Material to process: Begin

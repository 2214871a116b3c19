//! HTTP server initialization and runtime setup.
//!
//! Handles store connections, worker spawning, and Axum server lifecycle.

use crate::application::services::{LinkService, StatsService};
use crate::config::{Config, StoreBackend};
use crate::domain::repositories::{LinkRepository, MetricsRepository};
use crate::domain::visit_event::{VisitEvent, VisitRecorder};
use crate::domain::visit_worker::run_visit_worker;
use crate::infrastructure::persistence::{
    MemoryLinkRepository, MemoryMetricsRepository, RedisLinkRepository, RedisMetricsRepository,
};
use crate::infrastructure::store::{MemoryStore, RedisStore};
use crate::routes::app_router;
use crate::state::AppState;
use crate::utils::clock::{Clock, SystemClock};
use crate::utils::code_generator::CodeGenerator;

use anyhow::{Context, Result};
use axum::ServiceExt;
use axum::extract::Request;
use std::net::SocketAddr;
use std::sync::Arc;
use std::time::Duration;
use tokio::sync::mpsc;

/// How long queued visits may keep draining after the server stops.
const WORKER_DRAIN_TIMEOUT: Duration = Duration::from_secs(5);

/// The two repositories, backed by one shared store handle.
#[derive(Clone)]
pub struct Repositories {
    pub links: Arc<dyn LinkRepository>,
    pub metrics: Arc<dyn MetricsRepository>,
}

impl Repositories {
    pub fn memory(clock: Arc<dyn Clock>) -> Self {
        let store = Arc::new(MemoryStore::new(clock));
        Self {
            links: Arc::new(MemoryLinkRepository::new(store.clone())),
            metrics: Arc::new(MemoryMetricsRepository::new(store)),
        }
    }

    pub fn redis(store: Arc<RedisStore>, metrics_key_prefix: &str) -> Self {
        Self {
            links: Arc::new(RedisLinkRepository::new(store.clone())),
            metrics: Arc::new(RedisMetricsRepository::new(store, metrics_key_prefix)),
        }
    }
}

/// Connects the configured backend.
///
/// # Errors
///
/// Returns an error if the Redis backend is selected and the connection
/// or its initial PING fails.
pub async fn connect_repositories(config: &Config, clock: Arc<dyn Clock>) -> Result<Repositories> {
    match config.store_backend {
        StoreBackend::Redis => {
            let redis_url = config
                .redis_url
                .as_deref()
                .context("STORE_BACKEND=redis requires REDIS_URL or REDIS_HOST")?;
            let store = RedisStore::connect(redis_url, config.store_options())
                .await
                .context("Failed to connect to Redis")?;
            Ok(Repositories::redis(
                Arc::new(store),
                &config.metrics_key_prefix,
            ))
        }
        StoreBackend::Memory => {
            tracing::warn!("Using in-memory store, links are lost on restart");
            Ok(Repositories::memory(clock))
        }
    }
}

/// Wires services and the visit queue around a set of repositories.
///
/// Returns the state plus the queue's receiving end, which belongs to
/// [`run_visit_worker`].
pub fn build_state(
    config: &Config,
    repositories: &Repositories,
    clock: Arc<dyn Clock>,
) -> (AppState, mpsc::Receiver<VisitEvent>) {
    let (visit_recorder, visit_rx) = VisitRecorder::channel(config.visit_queue_capacity);

    let generator = CodeGenerator::new(clock.clone(), config.code_length);
    let link_service = LinkService::new(
        repositories.links.clone(),
        repositories.metrics.clone(),
        generator,
        clock,
    );
    let stats_service = StatsService::new(repositories.links.clone(), repositories.metrics.clone());

    let state = AppState::new(link_service, stats_service, visit_recorder, config.site());
    (state, visit_rx)
}

/// Runs the HTTP server with the given configuration.
///
/// Initializes:
/// - Store backend (Redis or in-memory)
/// - Background visit worker
/// - Axum HTTP server with graceful shutdown
///
/// Once the server stops, the visit queue closes and the worker gets a
/// short grace period to apply what is left.
///
/// # Errors
///
/// Returns an error if:
/// - Store connection fails
/// - Server bind fails
/// - Server runtime error occurs
pub async fn run(config: Config) -> Result<()> {
    let clock: Arc<dyn Clock> = Arc::new(SystemClock);
    let repositories = connect_repositories(&config, clock.clone()).await?;

    let (state, visit_rx) = build_state(&config, &repositories, clock);

    let worker = tokio::spawn(run_visit_worker(
        visit_rx,
        repositories.metrics.clone(),
        config.visit_worker_concurrency,
    ));
    tracing::info!("Visit worker started");

    let app = app_router(state, &config.static_dir);

    let addr: SocketAddr = config.listen_addr.parse()?;
    let listener = tokio::net::TcpListener::bind(addr).await?;
    tracing::info!("Listening on http://{addr}");

    axum::serve(listener, ServiceExt::<Request>::into_make_service(app))
        .with_graceful_shutdown(shutdown_signal())
        .await?;

    tracing::info!("Server stopped, draining visit queue");
    if tokio::time::timeout(WORKER_DRAIN_TIMEOUT, worker).await.is_err() {
        tracing::warn!("Visit worker did not finish draining in time");
    }

    Ok(())
}

/// Resolves on Ctrl+C or SIGTERM.
async fn shutdown_signal() {
    let ctrl_c = async {
        if let Err(e) = tokio::signal::ctrl_c().await {
            tracing::error!("Failed to install Ctrl+C handler: {}", e);
            std::future::pending::<()>().await;
        }
    };

    #[cfg(unix)]
    let terminate = async {
        match tokio::signal::unix::signal(tokio::signal::unix::SignalKind::terminate()) {
            Ok(mut stream) => {
                stream.recv().await;
            }
            Err(e) => {
                tracing::error!("Failed to install SIGTERM handler: {}", e);
                std::future::pending::<()>().await;
            }
        }
    };

    #[cfg(not(unix))]
    let terminate = std::future::pending::<()>();

    tokio::select! {
        _ = ctrl_c => {},
        _ = terminate => {},
    }

    tracing::info!("Shutdown signal received");
}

Material to process: End

◆ **Work to be completed**
Retype all of the entries exactly, please.

◆ **Solution to this exercise**
repository 2214871a116b3c19
//! HTTP server initialization and runtime setup.
//!
//! Handles store connections, worker spawning, and Axum server lifecycle.

use crate::application::services::{LinkService, StatsService};
use crate::config::{Config, StoreBackend};
use crate::domain::repositories::{LinkRepository, MetricsRepository};
use crate::domain::visit_event::{VisitEvent, VisitRecorder};
use crate::domain::visit_worker::run_visit_worker;
use crate::infrastructure::persistence::{
    MemoryLinkRepository, MemoryMetricsRepository, RedisLinkRepository, RedisMetricsRepository,
};
use crate::infrastructure::store::{MemoryStore, RedisStore};
use crate::routes::app_router;
use crate::state::AppState;
use crate::utils::clock::{Clock, SystemClock};
use crate::utils::code_generator::CodeGenerator;

use anyhow::{Context, Result};
use axum::ServiceExt;
use axum::extract::Request;
use std::net::SocketAddr;
use std::sync::Arc;
use std::time::Duration;
use tokio::sync::mpsc;

/// How long queued visits may keep draining after the server stops.
const WORKER_DRAIN_TIMEOUT: Duration = Duration::from_secs(5);

/// The two repositories, backed by one shared store handle.
#[derive(Clone)]
pub struct Repositories {
    pub links: Arc<dyn LinkRepository>,
    pub metrics: Arc<dyn MetricsRepository>,
}

impl Repositories {
    pub fn memory(clock: Arc<dyn Clock>) -> Self {
        let store = Arc::new(MemoryStore::new(clock));
        Self {
            links: Arc::new(MemoryLinkRepository::new(store.clone())),
            metrics: Arc::new(MemoryMetricsRepository::new(store)),
        }
    }

    pub fn redis(store: Arc<RedisStore>, metrics_key_prefix: &str) -> Self {
        Self {
            links: Arc::new(RedisLinkRepository::new(store.clone())),
            metrics: Arc::new(RedisMetricsRepository::new(store, metrics_key_prefix)),
        }
    }
}

/// Connects the configured backend.
///
/// # Errors
///
/// Returns an error if the Redis backend is selected and the connection
/// or its initial PING fails.
pub async fn connect_repositories(config: &Config, clock: Arc<dyn Clock>) -> Result<Repositories> {
    match config.store_backend {
        StoreBackend::Redis => {
            let redis_url = config
                .redis_url
                .as_deref()
                .context("STORE_BACKEND=redis requires REDIS_URL or REDIS_HOST")?;
            let store = RedisStore::connect(redis_url, config.store_options())
                .await
                .context("Failed to connect to Redis")?;
            Ok(Repositories::redis(
                Arc::new(store),
                &config.metrics_key_prefix,
            ))
        }
        StoreBackend::Memory => {
            tracing::warn!("Using in-memory store, links are lost on restart");
            Ok(Repositories::memory(clock))
        }
    }
}

/// Wires services and the visit queue around a set of repositories.
///
/// Returns the state plus the queue's receiving end, which belongs to
/// [`run_visit_worker`].
pub fn build_state(
    config: &Config,
    repositories: &Repositories,
    clock: Arc<dyn Clock>,
) -> (AppState, mpsc::Receiver<VisitEvent>) {
    let (visit_recorder, visit_rx) = VisitRecorder::channel(config.visit_queue_capacity);

    let generator = CodeGenerator::new(clock.clone(), config.code_length);
    let link_service = LinkService::new(
        repositories.links.clone(),
        repositories.metrics.clone(),
        generator,
        clock,
    );
    let stats_service = StatsService::new(repositories.links.clone(), repositories.metrics.clone());

    let state = AppState::new(link_service, stats_service, visit_recorder, config.site());
    (state, visit_rx)
}

/// Runs the HTTP server with the given configuration.
///
/// Initializes:
/// - Store backend (Redis or in-memory)
/// - Background visit worker
/// - Axum HTTP server with graceful shutdown
///
/// Once the server stops, the visit queue closes and the worker gets a
/// short grace period to apply what is left.
///
/// # Errors
///
/// Returns an error if:
/// - Store connection fails
/// - Server bind fails
/// - Server runtime error occurs
pub async fn run(config: Config) -> Result<()> {
    let clock: Arc<dyn Clock> = Arc::new(SystemClock);
    let repositories = connect_repositories(&config, clock.clone()).await?;

    let (state, visit_rx) = build_state(&config, &repositories, clock);

    let worker = tokio::spawn(run_visit_worker(
        visit_rx,
        repositories.metrics.clone(),
        config.visit_worker_concurrency,
    ));
    tracing::info!("Visit worker started");

    let app = app_router(state, &config.static_dir);

    let addr: SocketAddr = config.listen_addr.parse()?;
    let listener = tokio::net::TcpListener::bind(addr).await?;
    tracing::info!("Listening on http://{addr}");

    axum::serve(listener, ServiceExt::<Request>::into_make_service(app))
        .with_graceful_shutdown(shutdown_signal())
        .await?;

    tracing::info!("Server stopped, draining visit queue");
    if tokio::time::timeout(WORKER_DRAIN_TIMEOUT, worker).await.is_err() {
        tracing::warn!("Visit worker did not finish draining in time");
    }

    Ok(())
}

/// Resolves on Ctrl+C or SIGTERM.
async fn shutdown_signal() {
    let ctrl_c = async {
        if let Err(e) = tokio::signal::ctrl_c().await {
            tracing::error!("Failed to install Ctrl+C handler: {}", e);
            std::future::pending::<()>().await;
        }
    };

    #[cfg(unix)]
    let terminate = async {
        match tokio::signal::unix::signal(tokio::signal::unix::SignalKind::terminate()) {
            Ok(mut stream) => {
                stream.recv().await;
            }
            Err(e) => {
                tracing::error!("Failed to install SIGTERM handler: {}", e);
                std::future::pending::<()>().await;
            }
        }
    };

    #[cfg(not(unix))]
    let terminate = std::future::pending::<()>();

    tokio::select! {
        _ = ctrl_c => {},
        _ = terminate => {},
    }

    tracing::info!("Shutdown signal received");
}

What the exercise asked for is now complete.